Search the entries for the word "that". Copy each line in which it is found.

Source records
================================
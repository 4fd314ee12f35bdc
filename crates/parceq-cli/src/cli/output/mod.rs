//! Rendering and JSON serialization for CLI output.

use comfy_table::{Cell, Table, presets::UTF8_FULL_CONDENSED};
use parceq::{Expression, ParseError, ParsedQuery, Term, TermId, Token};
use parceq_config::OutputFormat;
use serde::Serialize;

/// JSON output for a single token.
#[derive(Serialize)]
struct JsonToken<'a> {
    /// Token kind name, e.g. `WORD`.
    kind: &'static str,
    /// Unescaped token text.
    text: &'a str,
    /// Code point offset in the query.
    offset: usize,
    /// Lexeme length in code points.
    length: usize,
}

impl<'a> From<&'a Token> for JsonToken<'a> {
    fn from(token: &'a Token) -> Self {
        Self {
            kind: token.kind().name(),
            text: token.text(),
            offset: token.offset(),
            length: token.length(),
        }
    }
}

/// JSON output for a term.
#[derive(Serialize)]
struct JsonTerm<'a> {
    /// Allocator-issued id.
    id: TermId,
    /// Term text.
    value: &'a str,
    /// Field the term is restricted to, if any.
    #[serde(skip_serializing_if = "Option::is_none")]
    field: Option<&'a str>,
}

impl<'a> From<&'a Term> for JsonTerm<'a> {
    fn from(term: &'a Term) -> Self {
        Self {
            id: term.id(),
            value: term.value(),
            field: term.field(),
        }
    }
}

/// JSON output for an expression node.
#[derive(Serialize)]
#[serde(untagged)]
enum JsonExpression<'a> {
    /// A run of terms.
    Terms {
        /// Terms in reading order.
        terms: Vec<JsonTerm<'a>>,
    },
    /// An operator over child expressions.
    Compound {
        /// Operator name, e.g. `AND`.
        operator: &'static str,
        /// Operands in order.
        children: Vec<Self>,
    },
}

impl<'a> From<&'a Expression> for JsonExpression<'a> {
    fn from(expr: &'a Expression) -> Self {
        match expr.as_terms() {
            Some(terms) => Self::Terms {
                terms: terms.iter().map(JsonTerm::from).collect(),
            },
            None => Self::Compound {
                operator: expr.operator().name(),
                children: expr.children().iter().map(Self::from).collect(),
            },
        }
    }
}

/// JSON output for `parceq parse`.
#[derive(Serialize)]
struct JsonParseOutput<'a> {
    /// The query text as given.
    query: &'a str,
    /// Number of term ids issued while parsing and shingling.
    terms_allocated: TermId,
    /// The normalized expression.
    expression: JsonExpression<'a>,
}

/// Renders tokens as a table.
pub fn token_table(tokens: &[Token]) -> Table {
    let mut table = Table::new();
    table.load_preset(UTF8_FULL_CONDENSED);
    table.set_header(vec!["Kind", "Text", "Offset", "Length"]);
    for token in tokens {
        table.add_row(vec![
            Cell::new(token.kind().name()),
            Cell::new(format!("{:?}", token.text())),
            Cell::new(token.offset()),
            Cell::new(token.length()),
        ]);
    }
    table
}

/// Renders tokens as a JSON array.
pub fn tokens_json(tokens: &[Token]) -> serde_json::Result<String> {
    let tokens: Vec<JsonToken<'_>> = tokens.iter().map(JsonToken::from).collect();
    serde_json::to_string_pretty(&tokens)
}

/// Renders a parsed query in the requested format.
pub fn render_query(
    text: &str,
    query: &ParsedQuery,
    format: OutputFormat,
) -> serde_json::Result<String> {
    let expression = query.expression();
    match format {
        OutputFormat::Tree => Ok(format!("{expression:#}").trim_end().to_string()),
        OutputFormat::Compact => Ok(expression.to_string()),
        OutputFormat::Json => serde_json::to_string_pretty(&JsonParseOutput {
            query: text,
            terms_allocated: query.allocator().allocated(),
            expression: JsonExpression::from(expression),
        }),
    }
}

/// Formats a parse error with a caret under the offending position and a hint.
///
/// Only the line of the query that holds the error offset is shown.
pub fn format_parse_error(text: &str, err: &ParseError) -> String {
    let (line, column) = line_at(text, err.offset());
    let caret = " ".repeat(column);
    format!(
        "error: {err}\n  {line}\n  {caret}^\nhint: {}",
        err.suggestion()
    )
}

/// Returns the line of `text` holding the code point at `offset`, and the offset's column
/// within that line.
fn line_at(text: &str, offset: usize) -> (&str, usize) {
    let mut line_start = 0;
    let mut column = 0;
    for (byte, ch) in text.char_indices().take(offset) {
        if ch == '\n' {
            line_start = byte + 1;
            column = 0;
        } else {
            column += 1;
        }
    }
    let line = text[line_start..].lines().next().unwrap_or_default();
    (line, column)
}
================================
• **OUTPUT**:
/// Only the line of the query that holds the error offset is shown.
/// within that line.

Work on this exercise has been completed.